I have only looked at the WW1 period and of the 1,000s of documents I have consulted certainly do not give the average of 5' 7", they must have only measured rich well feed skeletons!!

Did they produce the evidence of the findings?

Regards Charles
centurion
QUOTE (joseph @ Nov 26 2008, 05:56 PM) *
"A study by Charlotte Roberts and Margaret Cox, drawing together evidence of stature from skeletons across the country, shows that adult heights in both sexes have remained constant since the Neolithic era."

I have only looked at the WW1 period and of the 1,000s of documents I have consulted certainly do not give the average of 5' 7", they must have only measured rich well feed skeletons!!

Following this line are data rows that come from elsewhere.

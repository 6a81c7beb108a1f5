//! Compiling test sources into runnable artifacts.
//!
//! Every regular file directly inside the test directory is a test. Each one
//! is compiled to `<dest>/<file name>.out` with
//! `<compiler> <source> <compiler args...> -o <artifact>`.

use std::path::{Path, PathBuf};
use std::process::Command;

use walkdir::WalkDir;

use crate::config::{self, AnalyzeSettings};
use crate::error::{Error, Result};
use crate::verbose::{dprintln, vprintln, wprintln};

/// Extension appended to a source file name to form its artifact name.
pub const ARTIFACT_SUFFIX: &str = ".out";

/// A compiled test program.
#[derive(Debug, Clone, PartialEq, Eq)]
pub struct Artifact {
    /// Test name: the source file name, extension included.
    pub name: String,
    /// Path of the compiled program.
    pub path: PathBuf,
}

/// Compiler and flags shared by every test in a run.
#[derive(Debug, Clone, PartialEq, Eq)]
pub struct BuildSettings {
    pub compiler: String,
    pub flags: Vec<String>,
}

impl BuildSettings {
    pub fn new(compiler: impl Into<String>, flags: Vec<String>) -> Self {
        Self {
            compiler: compiler.into(),
            flags,
        }
    }

    /// Take the compiler from `settings` and shell-split its arguments.
    pub fn from_settings(settings: &AnalyzeSettings) -> Result<Self> {
        if settings.compiler.is_empty() {
            return Err(Error::Config("compiler must not be empty".into()));
        }
        let flags = config::split_words("compiler args", &settings.compiler_args)?;
        Ok(Self::new(settings.compiler.clone(), flags))
    }
}

/// Compiles test sources with fixed [`BuildSettings`].
#[derive(Debug, Clone)]
pub struct Builder {
    settings: BuildSettings,
}

impl Builder {
    pub fn new(settings: BuildSettings) -> Self {
        Self { settings }
    }

    /// Compile every test in `src` into `dest`, creating `dest` if needed.
    ///
    /// Artifacts are returned in file-name order. The first compiler failure
    /// aborts the build.
    pub fn build(&self, src: &Path, dest: &Path) -> Result<Vec<Artifact>> {
        std::fs::create_dir_all(dest).map_err(Error::io(dest))?;

        let sources = discover_tests(src)?;
        let mut artifacts = Vec::with_capacity(sources.len());
        for (name, source) in sources {
            let path = dest.join(format!("{name}{ARTIFACT_SUFFIX}"));
            dprintln!("  Compiling {name}");
            self.compile(&source, &path)?;
            artifacts.push(Artifact { name, path });
        }
        Ok(artifacts)
    }

    fn compile(&self, source: &Path, artifact: &Path) -> Result<()> {
        let mut cmd = self.command(source, artifact);
        vprintln!("    {cmd:?}");

        let output = cmd.output().map_err(|err| Error::Spawn {
            program: self.settings.compiler.clone(),
            source: err,
        })?;
        if !output.status.success() {
            return Err(Error::Build {
                file: source.to_path_buf(),
                code: output.status.code(),
                stderr: String::from_utf8_lossy(&output.stderr).into_owned(),
            });
        }
        Ok(())
    }

    fn command(&self, source: &Path, artifact: &Path) -> Command {
        let mut cmd = Command::new(&self.settings.compiler);
        cmd.arg(source)
            .args(&self.settings.flags)
            .arg("-o")
            .arg(artifact);
        cmd
    }
}

/// List the test sources in `dir`, sorted by file name.
///
/// Only regular files at the top level count. Subdirectories are skipped,
/// and so are hidden files and names that are not valid UTF-8, with a
/// message saying so.
pub fn discover_tests(dir: &Path) -> Result<Vec<(String, PathBuf)>> {
    let mut tests = Vec::new();
    let walker = WalkDir::new(dir)
        .min_depth(1)
        .max_depth(1)
        .sort_by_file_name();
    for entry in walker {
        let entry = entry.map_err(|e| {
            let path = e.path().unwrap_or(dir).to_path_buf();
            Error::Io {
                path,
                source: e.into(),
            }
        })?;
        if !entry.file_type().is_file() {
            continue;
        }
        let Some(name) = entry.file_name().to_str() else {
            wprintln!("skipping {}: file name is not valid UTF-8", entry.path().display());
            continue;
        };
        if name.starts_with('.') {
            vprintln!("  skipping hidden file {name}");
            continue;
        }
        tests.push((name.to_string(), entry.into_path()));
    }
    Ok(tests)
}

/// A test source for the `sh` compiler: `sh <source> -o <artifact>` copies
/// the source, and `sh <artifact>` runs `workload`.
#[cfg(test)]
pub(crate) fn shell_test_source(workload: &str) -> String {
    format!("if [ \"$1\" = -o ]; then exec cp \"$0\" \"$2\"; fi\n{workload}")
}

#[cfg(all(test, unix))]
mod tests {
    use super::*;

    #[test]
    fn discovers_top_level_files_in_order() {
        let tmp = tempfile::tempdir().unwrap();
        std::fs::write(tmp.path().join("b.c"), "").unwrap();
        std::fs::write(tmp.path().join("a.c"), "").unwrap();
        std::fs::write(tmp.path().join(".hidden"), "").unwrap();
        std::fs::create_dir(tmp.path().join("sub")).unwrap();
        std::fs::write(tmp.path().join("sub/c.c"), "").unwrap();

        let names: Vec<_> = discover_tests(tmp.path())
            .unwrap()
            .into_iter()
            .map(|(name, _)| name)
            .collect();
        assert_eq!(names, ["a.c", "b.c"]);
    }

    // macOS file systems refuse names that are not valid UTF-8.
    #[cfg(target_os = "linux")]
    #[test]
    fn non_utf8_names_are_skipped() {
        use std::os::unix::ffi::OsStrExt;

        let tmp = tempfile::tempdir().unwrap();
        std::fs::write(tmp.path().join("good.c"), "").unwrap();
        let bad = std::ffi::OsStr::from_bytes(b"bad\xff.c");
        std::fs::write(tmp.path().join(bad), "").unwrap();
        let names: Vec<_> = discover_tests(tmp.path())
            .unwrap()
            .into_iter()
            .map(|(name, _)| name)
            .collect();
        assert_eq!(names, ["good.c"]);
    }

    #[test]
    fn missing_test_dir_is_io_error() {
        let tmp = tempfile::tempdir().unwrap();
        let err = discover_tests(&tmp.path().join("nope")).unwrap_err();
        assert!(matches!(err, Error::Io { .. }));
    }

    #[test]
    fn command_line_shape() {
        let builder = Builder::new(BuildSettings::new("gcc", vec!["-O2".into(), "-Wall".into()]));
        let cmd = builder.command(Path::new("t/loop.c"), Path::new("o/loop.c.out"));
        let args: Vec<_> = cmd.get_args().map(|a| a.to_string_lossy().into_owned()).collect();
        assert_eq!(cmd.get_program(), "gcc");
        assert_eq!(args, ["t/loop.c", "-O2", "-Wall", "-o", "o/loop.c.out"]);
    }

    #[test]
    fn builds_each_test() {
        let tmp = tempfile::tempdir().unwrap();
        let src = tmp.path().join("src");
        let dest = tmp.path().join("out/.build");
        std::fs::create_dir(&src).unwrap();
        std::fs::write(src.join("one.c"), shell_test_source("exit 0")).unwrap();
        std::fs::write(src.join("two.c"), shell_test_source("exit 0")).unwrap();

        let builder = Builder::new(BuildSettings::new("sh", vec![]));
        let artifacts = builder.build(&src, &dest).unwrap();

        assert_eq!(artifacts.len(), 2);
        assert_eq!(artifacts[0].name, "one.c");
        assert_eq!(artifacts[0].path, dest.join("one.c.out"));
        assert_eq!(artifacts[1].name, "two.c");
        for artifact in &artifacts {
            assert!(artifact.path.is_file());
        }
    }

    #[test]
    fn compiler_failure_aborts() {
        let tmp = tempfile::tempdir().unwrap();
        let src = tmp.path().join("src");
        std::fs::create_dir(&src).unwrap();
        std::fs::write(src.join("bad.c"), "echo 'syntax error' >&2; exit 1\n").unwrap();

        let builder = Builder::new(BuildSettings::new("sh", vec![]));
        match builder.build(&src, &tmp.path().join("out")) {
            Err(Error::Build { file, code, stderr }) => {
                assert_eq!(file, src.join("bad.c"));
                assert_eq!(code, Some(1));
                assert!(stderr.contains("syntax error"));
            }
            other => panic!("expected build error, got {other:?}"),
        }
    }

    #[test]
    fn missing_compiler_is_spawn_error() {
        let tmp = tempfile::tempdir().unwrap();
        std::fs::write(tmp.path().join("a.c"), "").unwrap();
        let builder = Builder::new(BuildSettings::new("/nonexistent/bpscope-cc", vec![]));
        let err = builder.build(tmp.path(), &tmp.path().join("out")).unwrap_err();
        assert!(matches!(err, Error::Spawn { .. }));
    }

    #[test]
    fn empty_compiler_rejected() {
        let settings = AnalyzeSettings {
            compiler: String::new(),
            ..AnalyzeSettings::default()
        };
        assert!(matches!(BuildSettings::from_settings(&settings), Err(Error::Config(_))));
    }

    #[test]
    fn settings_split_compiler_args() {
        let settings = AnalyzeSettings {
            compiler: "clang".into(),
            compiler_args: "-O3 -DMSG='hi there'".into(),
            ..AnalyzeSettings::default()
        };
        let build = BuildSettings::from_settings(&settings).unwrap();
        assert_eq!(build.compiler, "clang");
        assert_eq!(build.flags, ["-O3", "-DMSG=hi there"]);
    }
}
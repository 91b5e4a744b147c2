// Domain model: syntax trees, symbols, type shapes and the rewrite engine.

pub mod ast;
pub mod diagnostics;
pub mod rewrite;
pub mod symbols;
pub mod type_shape;
pub mod zero_value;

use crate::domain::ast::SyntaxTree;
use crate::domain::symbols::SymbolTable;

/// One generated source file: its tree and the symbols its identifiers
/// resolve to.
#[derive(Debug, Clone, Default)]
pub struct Unit {
    pub name: String,
    pub symbols: SymbolTable,
    pub tree: SyntaxTree,
}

Did they produce the evidence of the findings?

Regards Charles


Don't ask me - ask British Archeology
centurion
However it appears that their data is kept as part of a database by the]British Association for Biological Anthropology and Osteoarchaeology . Do a google on their names, you'll find that they are internationally acknowledged experts in their field.
joseph
Don't ask me - ask British Archeology

I'll just stick with my WW1 data, although not an internationally acknowledged expert I do have my data to hand.